Sunday, 22 de December de 2024 ISSN 1519-7670 - Ano 24 - nº 1319

A arte de sujar os sapatos

O livro que você tem nas mãos foi, durante muitos anos, provavelmente a raridade bibliográfica mais procurada por jornalistas brasileiros. Em outra tradução, com o título Aos olhos da multidão, sem prefácio e dois textos que agora vieram torná-la ainda mais rica, essa jóia foi lançada em 1973, pela editora carioca Expressão e Cultura – e nunca mais reeditada.

Por falta de leitores interessados não terá sido. Tão logo desapareceram das livrarias, aqueles feios exemplares com capa laranja tornaram-se objeto de caça nos sebos, onde, ao longo de três décadas, eram arrematados a preço de livro recém-saído da impressora. Muitos deles, propriedade de felizardos, se esfrangalharam de tanto entrar em máquinas de xerox, para que o texto pudesse alcançar outras mãos, outras gerações – e não apenas de jornalistas.

Depois de atravessar as páginas que precedem este posfácio, você já não terá dúvidas a respeito do que faz de Fama e anonimato um livro tão especial. Terá entendido por que esta coletânea de textos jornalísticos, alguns deles escritos há mais de quarenta anos, guarda ainda o frescor de coisa nova. Não tem data de validade. Números e idades, é óbvio, caducaram; os 34 quilômetros de fio dental que a população de Nova York desenrolava todos os dias no início da década de 1960, por exemplo, estarão hoje várias vezes multiplicados, assim como os 150 mil olhos de vidro que naquela época fingiam ver a cidade.

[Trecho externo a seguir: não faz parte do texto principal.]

//! Module documentation records and the properties derived from them.
//!
//! [`ModuleRecord`] and [`OptionSpec`] mirror the documentation block that
//! every Ansible module ships. They deserialize leniently: descriptions may
//! be a list of lines, `required` may use YAML 1.1 truth words, and unknown
//! top-level keys are kept in [`ModuleRecord::extra`] so that callers can
//! inspect marker keys. [`Property`] is the inferred, schema-ready form of
//! one option.

use std::collections::BTreeMap;
use std::fmt;

use serde::de::{self, Deserializer, MapAccess, Visitor};
use serde::ser::{SerializeMap, Serializer};
use serde::{Deserialize, Serialize};
use serde_json::{Value, json};

use crate::definitions::SharedUnion;

/// Declared type of an option, as written in module documentation.
///
/// # Examples
///
/// ```
/// use ansible_schema_core::TypeHint;
///
/// assert_eq!(TypeHint::from(Some("int".to_string())), TypeHint::Integer);
/// assert_eq!(TypeHint::from(None), TypeHint::Unspecified);
/// assert!(matches!(TypeHint::from(Some("path".to_string())), TypeHint::Unrecognized(_)));
/// ```
#[derive(Debug, Clone, PartialEq, Eq, Default, Serialize, Deserialize)]
#[serde(from = "Option<String>", into = "Option<String>")]
pub enum TypeHint {
    /// `int` / `integer`.
    Integer,
    /// `bool` / `boolean`.
    Boolean,
    /// `str` / `string`.
    String,
    /// `float` / `number`.
    Float,
    /// `dict` / `object`.
    Object,
    /// No `type` key at all.
    #[default]
    Unspecified,
    /// Any hint outside the known vocabulary (e.g. `path`, `raw`).
    Unrecognized(String),
}

impl From<Option<String>> for TypeHint {
    fn from(raw: Option<String>) -> Self {
        let Some(raw) = raw else {
            return Self::Unspecified;
        };
        match raw.trim().to_ascii_lowercase().as_str() {
            "int" | "integer" => Self::Integer,
            "bool" | "boolean" => Self::Boolean,
            "str" | "string" => Self::String,
            "float" | "number" => Self::Float,
            "dict" | "object" => Self::Object,
            "" => Self::Unspecified,
            _ => Self::Unrecognized(raw),
        }
    }
}

impl From<TypeHint> for Option<String> {
    fn from(hint: TypeHint) -> Self {
        match hint {
            TypeHint::Integer => Some("int".to_string()),
            TypeHint::Boolean => Some("bool".to_string()),
            TypeHint::String => Some("str".to_string()),
            TypeHint::Float => Some("float".to_string()),
            TypeHint::Object => Some("dict".to_string()),
            TypeHint::Unspecified => None,
            TypeHint::Unrecognized(raw) => Some(raw),
        }
    }
}

/// Documentation for one configurable option of a module.
#[derive(Debug, Clone, Default, PartialEq, Serialize, Deserialize)]
pub struct OptionSpec {
    /// Declared type hint (`type:` key).
    #[serde(rename = "type", default)]
    pub type_hint: TypeHint,
    /// Free text, normalized to a single string.
    #[serde(default, deserialize_with = "deserialize_text")]
    pub description: String,
    /// Default value, any shape.
    #[serde(default, skip_serializing_if = "Option::is_none")]
    pub default: Option<Value>,
    #[serde(default, deserialize_with = "deserialize_truthy")]
    pub required: bool,
    /// Ordered literal values the option accepts.
    #[serde(default, skip_serializing_if = "Option::is_none")]
    pub choices: Option<Vec<Value>>,
    /// Alternate names for the same option.
    #[serde(default, skip_serializing_if = "Vec::is_empty")]
    pub aliases: Vec<String>,
}

impl OptionSpec {
    /// Returns the default value when it is present and not falsy.
    ///
    /// `null`, `false`, `0`, `""`, `[]` and `{}` count as falsy.
    pub fn meaningful_default(&self) -> Option<&Value> {
        self.default.as_ref().filter(|value| is_truthy(value))
    }
}

/// Options of a module in documentation order.
#[derive(Debug, Clone, Default, PartialEq)]
pub struct OptionSet(Vec<(String, OptionSpec)>);

impl OptionSet {
    /// Creates an option set from ordered `(name, spec)` pairs.
    pub fn new(entries: Vec<(String, OptionSpec)>) -> Self {
        Self(entries)
    }

    pub fn iter(&self) -> impl Iterator<Item = (&str, &OptionSpec)> {
        self.0.iter().map(|(name, spec)| (name.as_str(), spec))
    }

    pub fn get(&self, name: &str) -> Option<&OptionSpec> {
        self.0
            .iter()
            .find(|(option, _)| option == name)
            .map(|(_, spec)| spec)
    }

    pub fn contains(&self, name: &str) -> bool {
        self.get(name).is_some()
    }

    pub fn len(&self) -> usize {
        self.0.len()
    }

    pub fn is_empty(&self) -> bool {
        self.0.is_empty()
    }
}

impl FromIterator<(String, OptionSpec)> for OptionSet {
    fn from_iter<I: IntoIterator<Item = (String, OptionSpec)>>(iter: I) -> Self {
        Self(iter.into_iter().collect())
    }
}

impl Serialize for OptionSet {
    fn serialize<S: Serializer>(&self, serializer: S) -> Result<S::Ok, S::Error> {
        let mut map = serializer.serialize_map(Some(self.0.len()))?;
        for (name, spec) in &self.0 {
            map.serialize_entry(name, spec)?;
        }
        map.end()
    }
}

impl<'de> Deserialize<'de> for OptionSet {
    fn deserialize<D: Deserializer<'de>>(deserializer: D) -> Result<Self, D::Error> {
        struct OptionSetVisitor;

        impl<'de> Visitor<'de> for OptionSetVisitor {
            type Value = OptionSet;

            fn expecting(&self, f: &mut fmt::Formatter<'_>) -> fmt::Result {
                f.write_str("a mapping of option names to option documentation")
            }

            fn visit_map<A: MapAccess<'de>>(self, mut access: A) -> Result<OptionSet, A::Error> {
                let mut entries = Vec::new();
                while let Some((name, spec)) = access.next_entry::<String, OptionSpec>()? {
                    entries.push((name, spec));
                }
                Ok(OptionSet(entries))
            }
        }

        deserializer.deserialize_map(OptionSetVisitor)
    }
}

/// Documentation record for one module, as produced by extraction.
///
/// # Examples
///
/// ```
/// use ansible_schema_core::ModuleRecord;
///
/// let record: ModuleRecord = serde_json::from_value(serde_json::json!({
///     "module": "file",
///     "description": ["Set attributes of files.", "Removes files."],
///     "options": { "path": { "required": "yes", "aliases": ["dest"] } }
/// }))
/// .unwrap();
///
/// assert_eq!(record.title.as_deref(), Some("file"));
/// assert_eq!(record.description, "Set attributes of files. Removes files.");
/// assert!(record.option("path").unwrap().required);
/// ```
#[derive(Debug, Clone, Default, PartialEq, Serialize, Deserialize)]
pub struct ModuleRecord {
    /// Canonical module name (`title` or Ansible's `module` key).
    #[serde(default, alias = "module", skip_serializing_if = "Option::is_none")]
    pub title: Option<String>,
    #[serde(default, skip_serializing_if = "Option::is_none")]
    pub options: Option<OptionSet>,
    #[serde(default, deserialize_with = "deserialize_text")]
    pub description: String,
    #[serde(default, skip_serializing_if = "Option::is_none")]
    pub short_description: Option<String>,
    /// Every other top-level key, kept for marker detection.
    #[serde(flatten)]
    pub extra: BTreeMap<String, Value>,
}

impl ModuleRecord {
    /// Creates a record with a title and no options.
    pub fn new(title: &str) -> Self {
        Self {
            title: Some(title.to_string()),
            ..Self::default()
        }
    }

    /// Adds an option, keeping documentation order.
    pub fn with_option(mut self, name: &str, spec: OptionSpec) -> Self {
        let mut entries = self.options.take().map(|set| set.0).unwrap_or_default();
        entries.push((name.to_string(), spec));
        self.options = Some(OptionSet(entries));
        self
    }

    /// Iterates over documented options in order.
    pub fn option_entries(&self) -> impl Iterator<Item = (&str, &OptionSpec)> {
        self.options.iter().flat_map(|set| set.iter())
    }

    pub fn option(&self, name: &str) -> Option<&OptionSpec> {
        self.options.as_ref().and_then(|set| set.get(name))
    }

    /// Returns `true` when the record carries the given top-level key.
    pub fn has_key(&self, key: &str) -> bool {
        self.extra.contains_key(key)
    }

    /// Module description, falling back to the short description.
    pub fn summary(&self) -> Option<String> {
        if !self.description.trim().is_empty() {
            return Some(self.description.clone());
        }
        self.short_description
            .as_ref()
            .filter(|text| !text.trim().is_empty())
            .cloned()
    }
}

/// A module record tagged with where it came from.
#[derive(Debug, Clone, PartialEq, Serialize, Deserialize)]
pub struct SourcedRecord {
    /// Source identifier (usually a file path).
    pub source: String,
    pub record: ModuleRecord,
}

impl SourcedRecord {
    pub fn new(source: impl Into<String>, record: ModuleRecord) -> Self {
        Self {
            source: source.into(),
            record,
        }
    }
}

/// Primitive JSON Schema type tokens.
#[derive(Debug, Clone, Copy, PartialEq, Eq, Serialize, Deserialize)]
#[serde(rename_all = "lowercase")]
pub enum JsonType {
    String,
    Number,
    Integer,
    Boolean,
    Object,
}

impl JsonType {
    pub fn as_str(self) -> &'static str {
        match self {
            Self::String => "string",
            Self::Number => "number",
            Self::Integer => "integer",
            Self::Boolean => "boolean",
            Self::Object => "object",
        }
    }
}

impl fmt::Display for JsonType {
    fn fmt(&self, f: &mut fmt::Formatter<'_>) -> fmt::Result {
        f.write_str(self.as_str())
    }
}

/// Inferred type of a property.
#[derive(Debug, Clone, PartialEq)]
pub enum PropertyType {
    /// Bare primitive, rendered as `{"type": ...}`.
    Primitive(JsonType),
    /// Reference into the shared definitions block.
    Union(SharedUnion),
    /// Array whose items have the given type.
    Array(Box<PropertyType>),
    /// Bare `object`, produced by the dictionary heuristic.
    Object,
    /// Replacement schema fragment from a version-gated override.
    Fragment(Value),
}

impl PropertyType {
    /// Returns `true` for anything other than a bare primitive.
    pub fn is_structured(&self) -> bool {
        !matches!(self, Self::Primitive(_))
    }

    /// Schema for this type without description metadata.
    pub fn type_schema(&self) -> Value {
        match self {
            Self::Primitive(primitive) => json!({ "type": primitive.as_str() }),
            Self::Union(union) => json!({ "$ref": union.reference() }),
            Self::Array(items) => json!({ "type": "array", "items": items.type_schema() }),
            Self::Object => json!({ "type": "object" }),
            Self::Fragment(fragment) => fragment.clone(),
        }
    }
}

/// One named, typed option after inference.
#[derive(Debug, Clone, PartialEq)]
pub struct Property {
    pub name: String,
    /// Description, possibly augmented with default or choice text.
    pub description: String,
    pub property_type: PropertyType,
    pub required: bool,
    pub aliases: Vec<String>,
    /// Choices that were resolved into an enum.
    pub choices: Option<Vec<Value>>,
}

impl Property {
    /// Creates an optional property with no aliases and no enum.
    pub fn new(name: &str, property_type: PropertyType, description: &str) -> Self {
        Self {
            name: name.to_string(),
            description: description.to_string(),
            property_type,
            required: false,
            aliases: Vec::new(),
            choices: None,
        }
    }

    pub fn required(mut self) -> Self {
        self.required = true;
        self
    }

    pub fn with_aliases(mut self, aliases: &[&str]) -> Self {
        self.aliases = aliases.iter().map(|alias| alias.to_string()).collect();
        self
    }

    pub fn with_choices(mut self, choices: Vec<Value>) -> Self {
        self.choices = Some(choices);
        self
    }

    /// The property's own name followed by its aliases.
    pub fn names(&self) -> impl Iterator<Item = &str> {
        std::iter::once(self.name.as_str()).chain(self.aliases.iter().map(String::as_str))
    }

    /// Renders the property as a JSON Schema fragment.
    ///
    /// Structured types are used as they are with the description attached;
    /// primitives are wrapped as `{type, description}` plus `enum` when the
    /// choices resolved to one.
    pub fn to_schema(&self) -> Value {
        let mut schema = match self.property_type.type_schema() {
            Value::Object(map) => map,
            other => return other,
        };
        if !self.property_type.is_structured() {
            if let Some(choices) = &self.choices {
                schema.insert("enum".to_string(), Value::Array(choices.clone()));
            }
        }
        if !schema.contains_key("description") {
            schema.insert(
                "description".to_string(),
                Value::String(self.description.clone()),
            );
        }
        Value::Object(schema)
    }
}

/// Returns the text form of a documentation value.
///
/// Strings are used verbatim; everything else uses its JSON rendering.
pub fn display_value(value: &Value) -> String {
    match value {
        Value::String(text) => text.clone(),
        other => other.to_string(),
    }
}

/// Python-style truthiness of a documentation value.
pub fn is_truthy(value: &Value) -> bool {
    match value {
        Value::Null => false,
        Value::Bool(flag) => *flag,
        Value::Number(number) => number.as_f64().is_some_and(|n| n != 0.0),
        Value::String(text) => !text.is_empty(),
        Value::Array(items) => !items.is_empty(),
        Value::Object(map) => !map.is_empty(),
    }
}

/// Parses a YAML 1.1 truth word (`yes`, `off`, `True`, ...).
pub fn parse_truth_word(word: &str) -> Option<bool> {
    match word.trim().to_ascii_lowercase().as_str() {
        "yes" | "y" | "on" | "true" | "1" => Some(true),
        "no" | "n" | "off" | "false" | "0" => Some(false),
        _ => None,
    }
}

fn deserialize_text<'de, D>(deserializer: D) -> Result<String, D::Error>
where
    D: Deserializer<'de>,
{
    #[derive(Deserialize)]
    #[serde(untagged)]
    enum RawText {
        Text(String),
        Lines(Vec<Value>),
        Other(Value),
    }

    Ok(match Option::<RawText>::deserialize(deserializer)? {
        None => String::new(),
        Some(RawText::Text(text)) => text,
        Some(RawText::Lines(lines)) => lines
            .iter()
            .map(display_value)
            .collect::<Vec<_>>()
            .join(" "),
        Some(RawText::Other(value)) => display_value(&value),
    })
}

fn deserialize_truthy<'de, D>(deserializer: D) -> Result<bool, D::Error>
where
    D: Deserializer<'de>,
{
    #[derive(Deserialize)]
    #[serde(untagged)]
    enum RawFlag {
        Flag(bool),
        Number(i64),
        Word(String),
    }

    match Option::<RawFlag>::deserialize(deserializer)? {
        None => Ok(false),
        Some(RawFlag::Flag(flag)) => Ok(flag),
        Some(RawFlag::Number(number)) => Ok(number != 0),
        Some(RawFlag::Word(word)) => parse_truth_word(&word)
            .ok_or_else(|| de::Error::custom(format!("invalid boolean value '{word}'"))),
    }
}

Nem por isso, contudo, se esmaeceram as histórias e seus personagens, cobrindo-se da sépia das velhas fotografias. São textos que falam ao leitor de hoje, sem rouquidão, com a mesma voz límpida com que falavam ao das revistas para as quais foram originalmente escritos, tanto tempo atrás. São notícia que continua sendo notícia, poderia dizer quem quisesse recorrer à fórmula célebre do poeta Ezra Pound para definir literatura.

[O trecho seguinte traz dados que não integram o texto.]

pub mod adapters;
pub mod config;
pub mod core;
pub mod domain;
pub mod utils;

pub use config::{CliConfig, Command, Settings};
pub use core::cache::{CacheConfig, StalenessCache};
pub use core::catalog::{CatalogService, LeaderboardScope, NewItem};
pub use core::ordinal::{OrdinalAllocator, OrdinalSlot, ReorganizeReport};
pub use core::ratings::RatingAggregator;
pub use domain::model::{points_of, CatalogItem, RankedItem, RatingLedger, Score, Tier};
pub use utils::error::{CatalogError, Result};
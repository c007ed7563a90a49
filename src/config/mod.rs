pub mod toml_config;

use crate::domain::ports::ConfigProvider;
use crate::utils::error::Result;
use crate::utils::validation::{validate_positive_number, validate_url, Validate};
use clap::{Parser, Subcommand};
use serde::{Deserialize, Serialize};
use std::path::PathBuf;
use toml_config::FileConfig;

pub const DEFAULT_TTL_SECS: i64 = 600;
pub const DEFAULT_CHECK_INTERVAL_SECS: i64 = 30;

#[derive(Debug, Clone, Parser)]
#[command(name = "fanart-catalog")]
#[command(about = "Fan-art catalog: ordinals, ratings, leaderboards")]
pub struct CliConfig {
    /// Remote document store endpoint.
    #[arg(long, global = true)]
    pub endpoint: Option<String>,

    /// TOML config file with store/cache settings.
    #[arg(long, global = true)]
    pub config: Option<PathBuf>,

    #[arg(long, global = true)]
    pub ttl_secs: Option<i64>,

    #[arg(long, global = true)]
    pub check_interval_secs: Option<i64>,

    /// Run against an in-memory store instead of the remote endpoint.
    #[arg(long, global = true)]
    pub demo: bool,

    #[arg(long, global = true, help = "Enable verbose output")]
    pub verbose: bool,

    #[command(subcommand)]
    pub command: Command,
}

#[derive(Debug, Clone, Subcommand)]
pub enum Command {
    /// Add a catalog item at the next free ordinal for its tier.
    Add {
        name: String,
        #[arg(long)]
        creator: String,
        #[arg(long)]
        elevated: bool,
        #[arg(long)]
        image_ref: Option<String>,
    },
    /// Cast or overwrite one voter's score for an item.
    Vote {
        item_id: String,
        #[arg(long)]
        voter: String,
        #[arg(long)]
        score: f64,
    },
    /// Print the catalog in display order.
    List,
    /// Print the leaderboard, optionally scoped to one creator.
    Leaderboard {
        #[arg(long)]
        creator: Option<String>,
    },
    /// Rewrite ordinals to a dense, tier-ordered sequence.
    Reorganize,
    /// Remove one voter's entries from every ledger (destructive).
    Withdraw {
        voter: String,
        #[arg(long)]
        confirm: String,
    },
    /// Delete an item and its ledger (destructive).
    Remove {
        item_id: String,
        #[arg(long)]
        confirm: String,
    },
    /// Drop every locally cached payload.
    ClearCache,
}

/// Effective settings after layering CLI flags over the optional TOML
/// file and the built-in defaults. CLI wins.
#[derive(Debug, Clone, Serialize, Deserialize)]
pub struct Settings {
    pub store_endpoint: String,
    pub cache_ttl_secs: i64,
    pub check_interval_secs: i64,
}

impl Settings {
    pub fn resolve(cli: &CliConfig, file: Option<&FileConfig>) -> Self {
        let file_cache = file.and_then(|f| f.cache.as_ref());
        Settings {
            store_endpoint: cli
                .endpoint
                .clone()
                .or_else(|| file.map(|f| f.store.endpoint.clone()))
                .unwrap_or_default(),
            cache_ttl_secs: cli
                .ttl_secs
                .or_else(|| file_cache.and_then(|c| c.ttl_secs))
                .unwrap_or(DEFAULT_TTL_SECS),
            check_interval_secs: cli
                .check_interval_secs
                .or_else(|| file_cache.and_then(|c| c.check_interval_secs))
                .unwrap_or(DEFAULT_CHECK_INTERVAL_SECS),
        }
    }
}

impl ConfigProvider for Settings {
    fn store_endpoint(&self) -> &str {
        &self.store_endpoint
    }

    fn cache_ttl_secs(&self) -> i64 {
        self.cache_ttl_secs
    }

    fn check_interval_secs(&self) -> i64 {
        self.check_interval_secs
    }
}

impl Validate for Settings {
    fn validate(&self) -> Result<()> {
        validate_url("store_endpoint", &self.store_endpoint)?;
        validate_positive_number("cache_ttl_secs", self.cache_ttl_secs.max(0) as u64, 1)?;
        validate_positive_number(
            "check_interval_secs",
            self.check_interval_secs.max(0) as u64,
            1,
        )?;
        Ok(())
    }
}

Mas não se trata, fique claro, de literatura, esse território onde o escritor está autorizado a se mover com a ilimitada liberdade de um deus que espalhasse galáxias no vazio do Universo. Não há, no que escreve Gay Talese, nada que não tenha sido pinçado da realidade e exaustivamente checado e conferido antes de baixar ao papel. É jornalismo. Mas não o jornalismo usual, predominante, esse em que o repórter, em nome da imprescindível busca da objetividade, se sente desobrigado de servir ao leitor mais que uma pilha de informações descarnadas – como se fosse isso a realidade. Como se a informação devesse ser, goela abaixo do leitor, uma espécie de pílula para astronauta, que nutre sem a obrigação de ser palatável. Como se, provindos da mesma raiz latina, saber e sabor não pudessem andar juntos.

Não é esse, decididamente, o jornalismo de Gay Talese, que no final dos anos 50 resolveu pegar uma contramão na mesmice quase unânime da imprensa americana. No rastro de pioneiros como John Hersey e Joseph Mitchell, já publicados nesta coleção da Companhia das Letras, o jovem Talese ajudou a abrir a picada do que veio a chamar-se New Journalism, no Brasil mais conhecido como jornalismo literário – aquele que, sem se afastar do trilho da informação, busca torná-la também saborosa, enriquecendo-a com recursos da narrativa de ficção.

‘Reportagem externa’

Pois não basta que a informação seja bem apurada: é preciso que ela – e, portanto, o leitor – seja bem tratada. Não como atitude de alguém que, no fundo, preferisse estar fazendo literatura. Nada disso. Ao se valer de instrumentos da narrativa de ficção, o bom jornalista, longe de querer embonitar seu texto, está empenhado numa indispensável empreitada de sedução – sem a qual corre o risco de simplesmente não ser lido.

No que se refere à busca da informação, para começar, Gay Talese pertence ao time dos repórteres que saem à rua. O rótulo, que em outros tempos soaria galhofeiro, acabou por se converter em amarga ironia, à medida que se foi tornando rarefeita a categoria dos repórteres que se põem em campo à cata da notícia.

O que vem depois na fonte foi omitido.